= Kanchan (actress) =

Indian actress and former model (born 1970)

Kanchan (born 17 April 1970) is a former Indian actress and model. She has appeared in Hindi, Telugu, and Malayalam films, primarily in the 1990s.

==Career==
Kanchan acted in several films, including Sanam Bewafa (1991). She was then seen with Mohanlal in Gandharvam (1993) and worked alongside Ajith Kumar's debut film Prema Pustakam.
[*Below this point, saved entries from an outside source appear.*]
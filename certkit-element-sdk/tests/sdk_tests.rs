//! Tests for the SDK seams: issue snapshot access, date formats, text
//! helpers, and the built-in English catalog.

use certkit_element_sdk::*;
use pretty_assertions::assert_eq;

// 2024-03-03 02:30:00 UTC — a Sunday with a single-digit day of month.
const MARCH_THIRD: i64 = 1_709_433_000;

// ================================================================
// Issue snapshot access
// ================================================================

#[test]
fn issue_record_reads_string_fields() {
    let issue = IssueRecord::from_json(r#"{"programfullname":"Program 001","programid":7}"#);
    assert_eq!(issue.get_str("programfullname"), Some("Program 001"));
    assert_eq!(issue.get_str("missing"), None);
}

#[test]
fn issue_record_accepts_numeric_strings() {
    let issue = IssueRecord::from_json(r#"{"programid":"42","programtimecompleted":1700000000}"#);
    assert_eq!(issue.get_i64("programid"), Some(42));
    assert_eq!(issue.get_i64("programtimecompleted"), Some(1_700_000_000));
}

#[test]
fn issue_record_display_coerces_numbers() {
    let issue = IssueRecord::from_json(r#"{"programid":7,"programidnumber":"P001"}"#);
    assert_eq!(issue.get_display("programid"), Some("7".to_string()));
    assert_eq!(issue.get_display("programidnumber"), Some("P001".to_string()));
}

#[test]
fn malformed_issue_json_degrades_to_empty_record() {
    let issue = IssueRecord::from_json("this is not json");
    assert!(issue.is_empty());
    assert_eq!(issue.get_str("programfullname"), None);
}

#[test]
fn non_object_issue_json_degrades_to_empty_record() {
    let issue = IssueRecord::from_json(r#"[1,2,3]"#);
    assert!(issue.is_empty());
    assert_eq!(issue.get_i64("programid"), None);
}

// ================================================================
// Date formats
// ================================================================

#[test]
fn registered_formats_resolve_to_patterns() {
    assert_eq!(dates::pattern(dates::FORMAT_DATE), Some("%-d %B %Y"));
    assert_eq!(dates::pattern(dates::FORMAT_DATE_FULL_SHORT), Some("%-d/%m/%y"));
    assert_eq!(dates::pattern("nosuchformat"), None);
    // The leading-zero alias is not a registered name.
    assert_eq!(dates::pattern(dates::FORMAT_DATE_FULL_SHORT_LEADING_ZERO), None);
}

#[test]
fn chrono_renderer_formats_utc() {
    let renderer = ChronoDateRenderer;
    assert_eq!(renderer.render(MARCH_THIRD, "%-d %B %Y"), "3 March 2024");
    assert_eq!(renderer.render(MARCH_THIRD, "%A, %-d %B %Y"), "Sunday, 3 March 2024");
}

#[test]
fn leading_zero_pattern_differs_from_default_short() {
    let renderer = ChronoDateRenderer;
    let with_zero = renderer.render(MARCH_THIRD, dates::LEADING_ZERO_SHORT_PATTERN);
    let without = renderer.render(
        MARCH_THIRD,
        dates::pattern(dates::FORMAT_DATE_FULL_SHORT).unwrap(),
    );
    assert_eq!(with_zero, "03/03/24");
    assert_eq!(without, "3/03/24");
    assert_ne!(with_zero, without);
}

#[test]
fn format_options_use_example_labels() {
    let renderer = ChronoDateRenderer;
    let options = dates::format_options(&renderer, MARCH_THIRD);
    assert_eq!(options.len(), 6);
    assert!(options.iter().any(|o| o.label == "3 March 2024"));
    let zero = options
        .iter()
        .find(|o| o.value == dates::FORMAT_DATE_FULL_SHORT_LEADING_ZERO)
        .expect("leading-zero option present");
    assert_eq!(zero.label, "03/03/24");
}

// ================================================================
// Text helpers
// ================================================================

#[test]
fn escape_html_covers_markup_characters() {
    assert_eq!(
        text::escape_html(r#"<b>"P&Q's"</b>"#),
        "&lt;b&gt;&quot;P&amp;Q&#39;s&quot;&lt;/b&gt;"
    );
}

#[test]
fn anchor_escapes_href_and_text() {
    assert_eq!(
        text::anchor("https://x.test/?a=1&b=2", "see & click"),
        "<a href=\"https://x.test/?a=1&amp;b=2\">see &amp; click</a>"
    );
}

// ================================================================
// Catalog
// ================================================================

#[test]
fn english_catalog_carries_field_labels() {
    let catalog = EnglishCatalog;
    assert_eq!(catalog.string(keys::PROGRAM_NAME), Some("Program name"));
    assert_eq!(catalog.string(keys::ERROR), Some("Error"));
    assert_eq!(catalog.string("nonexistent"), None);
}

#[test]
fn string_or_key_falls_back_to_key() {
    let catalog = EnglishCatalog;
    assert_eq!(catalog.string_or_key("custom_token"), "custom_token");
    assert_eq!(catalog.string_or_key(keys::PROGRAM_URL), "Program URL");
}

// ================================================================
// Form submission
// ================================================================

#[test]
fn form_submission_roundtrips_values() {
    let submission = FormSubmission::new()
        .with("programfield", "timecompleted")
        .with("dateformat", "strftimedate");
    assert_eq!(submission.get("programfield"), Some("timecompleted"));
    assert_eq!(submission.get("dateformat"), Some("strftimedate"));
    assert_eq!(submission.get("other"), None);
}
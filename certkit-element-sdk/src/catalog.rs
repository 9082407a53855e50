//! Localized string lookup seam.
//!
//! Real localization lives in the host; elements only ask for strings by
//! key. The built-in [`EnglishCatalog`] carries the English pack so the
//! crate is usable (and testable) without a host.

/// Localized string lookup supplied by the host.
pub trait MessageCatalog {
    /// Returns the localized string for `key`, or `None` if the catalog
    /// does not carry it.
    fn string(&self, key: &str) -> Option<&str>;

    /// Lookup that falls back to the key itself, for labels that must
    /// always show something.
    fn string_or_key<'a>(&'a self, key: &'a str) -> &'a str {
        self.string(key).unwrap_or(key)
    }
}

/// Well-known catalog keys used by the bundled elements.
pub mod keys {
    pub const PLUGIN_NAME: &str = "pluginname";
    pub const PROGRAM_FIELD: &str = "programfield";
    pub const PROGRAM_FIELD_HELP: &str = "programfield_help";
    pub const DATE_FORMAT: &str = "dateformat";
    pub const DATE_FORMAT_HELP: &str = "dateformat_help";
    pub const PROGRAM_NAME: &str = "programname";
    pub const PROGRAM_ID_NUMBER: &str = "programidnumber";
    pub const PROGRAM_URL: &str = "programurl";
    pub const PROGRAM_COMPLETION: &str = "programcompletion";
    pub const ERROR: &str = "error";
}

/// English string pack.
#[derive(Debug, Clone, Copy, Default)]
pub struct EnglishCatalog;

impl MessageCatalog for EnglishCatalog {
    fn string(&self, key: &str) -> Option<&str> {
        let s = match key {
            keys::PLUGIN_NAME => "Program field",
            keys::PROGRAM_FIELD => "Program field",
            keys::PROGRAM_FIELD_HELP => {
                "This is the program field that will be displayed on the PDF."
            }
            keys::DATE_FORMAT => "Date format",
            keys::DATE_FORMAT_HELP => "The format used when displaying the completion date.",
            keys::PROGRAM_NAME => "Program name",
            keys::PROGRAM_ID_NUMBER => "Program idnumber",
            keys::PROGRAM_URL => "Program URL",
            keys::PROGRAM_COMPLETION => "Program completion date",
            keys::ERROR => "Error",
            _ => return None,
        };
        Some(s)
    }
}
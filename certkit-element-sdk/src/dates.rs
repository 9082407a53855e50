//! Named date formats and the locale-aware rendering seam.
//!
//! The host exposes date formats by name (a convention inherited from its
//! language packs); elements store the chosen name and resolve it to a
//! strftime pattern at render time. Default formats render the day of
//! month without a leading zero; the one legacy alias keeps it.

use chrono::{TimeZone, Utc};

use crate::form::SelectOption;

/// Default format: "3 March 2024".
pub const FORMAT_DATE: &str = "strftimedate";
/// "3 March".
pub const FORMAT_DATE_SHORT: &str = "strftimedateshort";
/// "3/03/24".
pub const FORMAT_DATE_FULL_SHORT: &str = "strftimedatefullshort";
/// "3 March 2024, 10:05 AM".
pub const FORMAT_DATETIME: &str = "strftimedatetime";
/// "Sunday, 3 March 2024".
pub const FORMAT_DAY_DATE: &str = "strftimedaydate";

/// Legacy alias: the short format with the day's leading zero kept
/// ("03/03/24"). Not a registered format name; resolved specially.
pub const FORMAT_DATE_FULL_SHORT_LEADING_ZERO: &str = "strftimedatefullshortwleadingzero";

/// Pattern behind [`FORMAT_DATE_FULL_SHORT_LEADING_ZERO`].
pub const LEADING_ZERO_SHORT_PATTERN: &str = "%d/%m/%y";

const REGISTRY: &[(&str, &str)] = &[
    (FORMAT_DATE, "%-d %B %Y"),
    (FORMAT_DATE_SHORT, "%-d %B"),
    (FORMAT_DATE_FULL_SHORT, "%-d/%m/%y"),
    (FORMAT_DATETIME, "%-d %B %Y, %I:%M %p"),
    (FORMAT_DAY_DATE, "%A, %-d %B %Y"),
];

/// Resolves a registered format name to its strftime pattern.
#[must_use]
pub fn pattern(name: &str) -> Option<&'static str> {
    REGISTRY
        .iter()
        .find(|(n, _)| *n == name)
        .map(|(_, p)| *p)
}

/// Pattern for the default format, used as the fallback for unknown names.
#[must_use]
pub fn default_pattern() -> &'static str {
    REGISTRY[0].1
}

/// Select options for a date-format field, labeled with the given
/// timestamp rendered in each format (the designer sees examples, not
/// format names).
#[must_use]
pub fn format_options(renderer: &dyn DateRenderer, example: i64) -> Vec<SelectOption> {
    let mut options: Vec<SelectOption> = REGISTRY
        .iter()
        .map(|(name, pat)| SelectOption::new(*name, renderer.render(example, pat)))
        .collect();
    options.push(SelectOption::new(
        FORMAT_DATE_FULL_SHORT_LEADING_ZERO,
        renderer.render(example, LEADING_ZERO_SHORT_PATTERN),
    ));
    options
}

/// Locale-aware date rendering supplied by the host.
pub trait DateRenderer {
    /// Renders a Unix timestamp (seconds) using a strftime pattern.
    fn render(&self, timestamp: i64, pattern: &str) -> String;
}

/// UTC renderer backed by chrono, used when the host does not supply a
/// locale-specific one.
#[derive(Debug, Clone, Copy, Default)]
pub struct ChronoDateRenderer;

impl DateRenderer for ChronoDateRenderer {
    fn render(&self, timestamp: i64, pattern: &str) -> String {
        Utc.timestamp_opt(timestamp, 0)
            .single()
            .map(|dt| dt.format(pattern).to_string())
            .unwrap_or_default()
    }
}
Kanchan's films include Gandharvam, Amaanat, and Coolie No.1.

==Filmography==

| Year | Film | Role | Language | Notes |
|---|---|---|---|---|
| 1991 | Sanam Bewafa | Kanchan | Hindi |  |
| 1992 | Do Hanso Ka Joda |  | Hindi |  |
| 1993 | Gandharvam | Sreedevi Menon | Malayalam |  |
| 1993 | Aulad Ke Dushman | Chanda Bhargav | Hindi |  |
| 1993 | Shabnam | Shabnam | Hindi |  |
| 1993 | Kasam Teri Kasam |  | Hindi |  |
| 1993 | Prema Pusthakam | Charitra | Telugu |  |
| 1994 | Kranti Kshetra |  | Hindi |  |
| 1994 | Lucky Chance | Bhanu | Telugu |  |
| 1994 | Allari Premikudu | Jogeswari Devi | Telugu |  |
| 1994 | Amaanat | Radha | Hindi |  |
| 1995 | Paandav | Nisha Tiwari | Hindi |  |
| 1995 | Coolie No.1 | Shalini | Hindi |  |
| 1996 | Jurmana | Pooja | Hindi |  |
| 1996 | Army | Bobby | Hindi |  |
| 1996 | Ram Aur Shyam | Thakur's daughter | Hindi |  |
| 1997 | Itihaas | Ganga | Hindi |  |
| 1998 | Mohabbat Aur Jung | Bijli | Hindi |  |
| 2001 | Uljhan | Kusum | Hindi |  |

==Awards==
- She won Nandi Special Jury Award for Best Performance in Prema Pusthakam film (1993).